> **Exercise description**
Every line holding the string "crate" should be copied from the listing.

···

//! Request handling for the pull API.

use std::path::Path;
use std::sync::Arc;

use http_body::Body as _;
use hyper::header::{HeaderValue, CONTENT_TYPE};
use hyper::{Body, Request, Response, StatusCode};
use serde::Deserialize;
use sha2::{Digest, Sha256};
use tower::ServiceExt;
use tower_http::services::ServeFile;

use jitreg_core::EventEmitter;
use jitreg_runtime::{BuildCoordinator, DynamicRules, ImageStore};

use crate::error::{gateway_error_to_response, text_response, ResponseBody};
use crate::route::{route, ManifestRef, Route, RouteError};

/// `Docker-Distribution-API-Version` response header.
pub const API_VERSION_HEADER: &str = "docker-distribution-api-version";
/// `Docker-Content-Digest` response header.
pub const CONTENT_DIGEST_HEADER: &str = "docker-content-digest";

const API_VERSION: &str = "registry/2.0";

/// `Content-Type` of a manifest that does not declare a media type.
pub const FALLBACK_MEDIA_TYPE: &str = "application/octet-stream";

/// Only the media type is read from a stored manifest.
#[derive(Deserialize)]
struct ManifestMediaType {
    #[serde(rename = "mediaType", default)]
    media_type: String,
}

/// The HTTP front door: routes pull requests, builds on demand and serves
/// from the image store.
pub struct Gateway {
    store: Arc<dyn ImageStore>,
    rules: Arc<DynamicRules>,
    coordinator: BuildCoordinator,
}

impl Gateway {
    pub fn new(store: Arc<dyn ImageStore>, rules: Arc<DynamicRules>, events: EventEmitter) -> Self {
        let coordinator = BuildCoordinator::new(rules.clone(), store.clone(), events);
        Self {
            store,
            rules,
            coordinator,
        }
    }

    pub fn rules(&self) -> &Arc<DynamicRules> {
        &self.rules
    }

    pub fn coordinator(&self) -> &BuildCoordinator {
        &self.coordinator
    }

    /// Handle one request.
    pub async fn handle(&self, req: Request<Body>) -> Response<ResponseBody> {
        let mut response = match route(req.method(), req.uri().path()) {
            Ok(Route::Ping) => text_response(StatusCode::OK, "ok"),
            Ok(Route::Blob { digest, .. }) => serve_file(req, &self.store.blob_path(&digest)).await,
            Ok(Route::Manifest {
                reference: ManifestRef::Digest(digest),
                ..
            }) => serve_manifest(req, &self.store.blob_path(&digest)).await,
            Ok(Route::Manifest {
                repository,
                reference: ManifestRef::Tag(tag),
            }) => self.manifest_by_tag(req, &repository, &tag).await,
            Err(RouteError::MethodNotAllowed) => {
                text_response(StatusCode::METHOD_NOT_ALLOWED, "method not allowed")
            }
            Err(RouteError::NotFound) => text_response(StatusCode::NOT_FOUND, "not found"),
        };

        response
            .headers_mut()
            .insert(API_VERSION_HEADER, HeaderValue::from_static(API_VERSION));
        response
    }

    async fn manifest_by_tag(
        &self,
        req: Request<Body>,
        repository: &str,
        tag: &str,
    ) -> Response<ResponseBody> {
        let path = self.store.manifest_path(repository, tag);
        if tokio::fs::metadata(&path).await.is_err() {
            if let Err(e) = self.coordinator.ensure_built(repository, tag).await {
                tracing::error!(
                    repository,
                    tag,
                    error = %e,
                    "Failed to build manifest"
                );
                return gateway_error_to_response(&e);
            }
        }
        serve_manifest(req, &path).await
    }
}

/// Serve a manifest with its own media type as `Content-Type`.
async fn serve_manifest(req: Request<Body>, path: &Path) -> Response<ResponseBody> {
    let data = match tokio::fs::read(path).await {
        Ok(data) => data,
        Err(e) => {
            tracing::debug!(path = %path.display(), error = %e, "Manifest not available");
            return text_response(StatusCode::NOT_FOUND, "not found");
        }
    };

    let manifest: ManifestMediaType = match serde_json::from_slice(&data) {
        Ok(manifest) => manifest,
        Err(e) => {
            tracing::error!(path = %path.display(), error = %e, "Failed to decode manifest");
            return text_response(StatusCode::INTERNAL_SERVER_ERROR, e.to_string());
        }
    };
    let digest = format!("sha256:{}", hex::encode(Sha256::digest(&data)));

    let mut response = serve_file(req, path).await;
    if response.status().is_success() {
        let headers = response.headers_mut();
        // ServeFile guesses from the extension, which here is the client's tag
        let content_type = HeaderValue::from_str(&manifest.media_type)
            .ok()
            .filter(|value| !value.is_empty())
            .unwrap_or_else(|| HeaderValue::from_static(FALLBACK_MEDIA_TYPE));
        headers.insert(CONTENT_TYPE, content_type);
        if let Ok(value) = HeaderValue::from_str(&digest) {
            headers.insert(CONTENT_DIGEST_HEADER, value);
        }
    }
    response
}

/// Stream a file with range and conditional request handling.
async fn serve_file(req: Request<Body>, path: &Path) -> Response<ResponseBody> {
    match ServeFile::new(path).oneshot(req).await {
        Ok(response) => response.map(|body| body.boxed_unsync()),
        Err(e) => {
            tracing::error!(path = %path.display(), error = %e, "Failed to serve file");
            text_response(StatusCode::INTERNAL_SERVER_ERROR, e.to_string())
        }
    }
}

···

> **Your solution**
use crate::error::{gateway_error_to_response, text_response, ResponseBody};
use crate::route::{route, ManifestRef, Route, RouteError};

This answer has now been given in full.